It’s Graham’s birthday. He’s 22 and about to start is 3rd year at Essex Uni. He suggested that I join him for a ride from Wivenhoe (where he lives when at Uni) to Southend (where he lives when he’s with us). Last night I took the train from Prittlewell to Wivenhoe, and then we went for a curry.
This morning we started riding. There were bits of the route home with which I was not familiar, so I printed off a few maps fro streetmap.co.uk. We were due to set off at around 8.30 as I had to be back in Southend in plenty of time to get ready for a 3 p.m. teaching appointment. The first 15 minutes were spent pumping up Graham’s tyres. His bike is a “Uni Special” which we bought a year ago for next to nothing. It was new, but is so cheap that it’s not likely to get nicked, and if it did you just wouldn’t bother the insurance company.
We followed NCN Route 51 for a while and ended up in Colchester. It was pleasant, with the tidal stretch of the Colne to our left, and the railway and Essex Uni to our right. We then hit a wall, or more accurately, a fence, where some building work was going on. We were forced onto nasty busy roads around the Colchester port area and gradually left the traffic behind as we approached Rowhedge and Fingringhoe, a placename in which my son and his friends take a puerile delight.
Graham was flagging rather, and it turned out that he was suffering some after-effects from the previous evening’s curry. Eventually these effects wore off and we made better progress. We went through Abberton, Peldon, Little & Great Wigborough, Salcott-cum-Virley, Tolleshunt d’arcy, Goldhanger, Heybridge and Maldon. I cycled up the steep hill from Heybridge to Maldon, and when I reached the top I sat on the wall round the churchyard to wait for Graham, who was walking. An elderly woman approached and congratulated me on my achievement – “It’s all I can do to walk up!” – and I graciously accepted her accolades. Graham, meanwhile, had arrived and informed me that the only reason he hadn’t cycled up was that he can’t ride as slowly as I can and didn’t feel like overtaking in heavy traffic!
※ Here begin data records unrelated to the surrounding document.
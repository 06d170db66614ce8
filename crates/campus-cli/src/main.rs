//! `campus` — console front end for the campus session store.
//!
//! # Usage
//!
//! ```text
//! campus --config campus.toml
//! campus --immediate --federated-role teacher
//! ```

mod app;
mod command;
mod settings;
mod view;

use std::{
  io::{self, Write as _},
  path::PathBuf,
  sync::Arc,
};

use anyhow::{Context as _, Result};
use app::App;
use campus_core::{SessionStore, config::Latency, identity::Role};
use clap::Parser;
use settings::Settings;
use tokio::io::{AsyncBufReadExt as _, BufReader};
use tracing::level_filters::LevelFilter;
use tracing_subscriber::EnvFilter;

// ─── CLI args ─────────────────────────────────────────────────────────────────

#[derive(Parser, Debug)]
#[command(name = "campus", version, about = "Role-based campus console over an in-memory store")]
struct Args {
  /// Path to a TOML config file. Missing files are ignored.
  #[arg(short, long, value_name = "FILE", default_value = "campus.toml")]
  config: PathBuf,

  /// Skip the simulated network latency.
  #[arg(long)]
  immediate: bool,

  /// Role given to the federated account on first sign-in.
  #[arg(long, default_value = "student", env = "CAMPUS_FEDERATED_ROLE")]
  federated_role: Role,

  /// Start with an empty directory instead of the configured seed accounts.
  #[arg(long)]
  no_seed: bool,
}

// ─── Entry point ──────────────────────────────────────────────────────────────

#[tokio::main]
async fn main() -> Result<()> {
  // Logs go to stderr so they do not interleave with console output.
  tracing_subscriber::fmt()
    .with_writer(io::stderr)
    .with_env_filter(
      EnvFilter::builder()
        .with_default_directive(LevelFilter::WARN.into())
        .from_env_lossy(),
    )
    .init();

  let args = Args::parse();

  let mut settings = Settings::load(&args.config)?;
  if args.immediate {
    settings.store.latency = Latency::zero();
  }
  if args.no_seed {
    settings.seed.clear();
  }

  let directory = settings.seeded_directory().await;
  let store = SessionStore::open(directory, settings.store.clone())
    .await
    .context("opening session store")?;
  let mut app = App::new(Arc::new(store), args.federated_role).await;

  tracing::info!(seeded = settings.seed.len(), "console ready");
  println!("campus console; type `help` for commands");

  let mut lines = BufReader::new(tokio::io::stdin()).lines();
  loop {
    print!("{}", app.prompt());
    io::stdout().flush().context("flushing stdout")?;

    let Some(line) = lines.next_line().await.context("reading stdin")? else {
      break;
    };
    let reply = app.handle_line(&line).await;
    for out in &reply.lines {
      println!("{out}");
    }
    if reply.quit {
      break;
    }
  }

  Ok(())
}
//! Change events and the observer registry.

use crate::{identity::Identity, notification::Notification};

/// What changed. Delivered to every subscriber after a successful mutation.
#[derive(Debug, Clone, PartialEq, Eq)]
pub enum StoreEvent {
  Registered(Identity),
  SignedIn(Identity),
  SignedOut,
  Deleted {
    email:           String,
    /// `None` when the email was not in the directory.
    removed:         Option<Identity>,
    session_cleared: bool,
  },
  Broadcast(Notification),
}

/// Handle returned by [`crate::SessionStore::subscribe`].
#[derive(Debug, Clone, Copy, PartialEq, Eq, Hash)]
pub struct SubscriptionId(u64);

pub type Callback = Box<dyn Fn(&StoreEvent) + Send + Sync>;

/// Registered callbacks, notified in subscription order.
#[derive(Default)]
pub(crate) struct Observers {
  next_id: u64,
  entries: Vec<(SubscriptionId, Callback)>,
}

impl Observers {
  pub(crate) fn insert(&mut self, callback: Callback) -> SubscriptionId {
    self.next_id += 1;
    let id = SubscriptionId(self.next_id);
    self.entries.push((id, callback));
    id
  }

  pub(crate) fn remove(&mut self, id: SubscriptionId) -> bool {
    let before = self.entries.len();
    self.entries.retain(|(entry_id, _)| *entry_id != id);
    self.entries.len() != before
  }

  pub(crate) fn notify(&self, event: &StoreEvent) {
    tracing::debug!(observers = self.entries.len(), ?event, "dispatching store event");
    for (_, callback) in &self.entries {
      callback(event);
    }
  }
}
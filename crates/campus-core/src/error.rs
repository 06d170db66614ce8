//! Error types for `campus-core`.

use thiserror::Error;

/// Every failure the store can report. None of them are fatal; callers are
/// expected to surface them and carry on.
#[derive(Debug, Error)]
pub enum Error {
  #[error("an account with email {0:?} already exists")]
  DuplicateEmail(String),

  #[error("password must be at least {min} characters")]
  WeakPassword { min: usize },

  #[error("unrecognised role: {0:?}")]
  InvalidRole(String),

  #[error("no account with email {0:?}")]
  UnknownEmail(String),

  #[error("storage backend error: {0}")]
  Backend(#[source] Box<dyn std::error::Error + Send + Sync>),
}

impl Error {
  pub(crate) fn backend<E>(err: E) -> Self
  where
    E: std::error::Error + Send + Sync + 'static,
  {
    Self::Backend(Box::new(err))
  }
}

pub type Result<T, E = Error> = std::result::Result<T, E>;
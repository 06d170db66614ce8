//! Plain-text rendering of store data.

use campus_core::{
  identity::{Identity, Role},
  notification::Notification,
};

pub fn identity_line(identity: &Identity) -> String {
  let phone = identity
    .phone
    .as_deref()
    .map(|p| format!(", {p}"))
    .unwrap_or_default();
  format!(
    "#{} {} <{}> [{}{phone}]",
    identity.id, identity.display_name, identity.email, identity.role
  )
}

pub fn inbox(notifications: &[Notification]) -> Vec<String> {
  if notifications.is_empty() {
    return vec!["  (no notifications)".to_string()];
  }
  notifications
    .iter()
    .map(|n| {
      format!(
        "  {} [{}] {}: {}",
        n.created_at.format("%Y-%m-%d %H:%M"),
        n.target,
        n.sender_name,
        n.message
      )
    })
    .collect()
}

pub fn directory(identities: &[Identity]) -> Vec<String> {
  let mut lines = vec![format!("{} account(s):", identities.len())];
  lines.extend(identities.iter().map(|i| format!("  {}", identity_line(i))));
  lines
}

/// Heading shown above a role's dashboard.
pub fn dashboard_title(role: Role) -> &'static str {
  match role {
    Role::Student => "Student dashboard",
    Role::Teacher => "Teacher dashboard",
    Role::Admin => "Admin dashboard",
  }
}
From Maldon we negotiated the nasty A414 and then left the main road through Hazeleigh and towards Cock Clarks. I noticed that Graham was flagging a fair bit now, and when he caught up with me at the top of one of the hills, he was evidently in pain as a result of a poor bike and a lousy saddle (his bike had an old Brompton saddle on it, but one of which the foam had torn and bits of it were hanging off). We went through Bicknacre and I offered the option of one of the Rettendon pubs and a phone call home for some motorised support.
While I was waiting for Graham near the end of Buckhatch Lane, a group of three cyclists went along the main road ahead of me. One of them looked dangerously like John Steer, one of the CTC top dogs locally. At about the same moment, SJS Cycles telephoned to say that my Thorn Raven Sport Tour was ready and when would i like it delivered? Tomorrow of course!
The pub and lift option became a necessity as poor old Graham was getting slower and slower and there was a danger of me being late for my teaching appointment, so we opted for the Wheatsheaf at Rettendon. Normally I would have gone for beer, but not when teaching later, so it was soft drinks only. We must have been in the pub for well over an hour, but we were the only customers. The Wheatsheaf used to be a really nice little Ridley’s pub, but I can’t see them surviving on the sort of custom they had today. How much of that is due to the Greene King takeover and closing the brewery, I wonder?
Eventually our chauffeurs arrived and we were on our way.
Footnote: shortly after this ride, the Rettendon Wheatsheaf was boarded up and has not re-opened.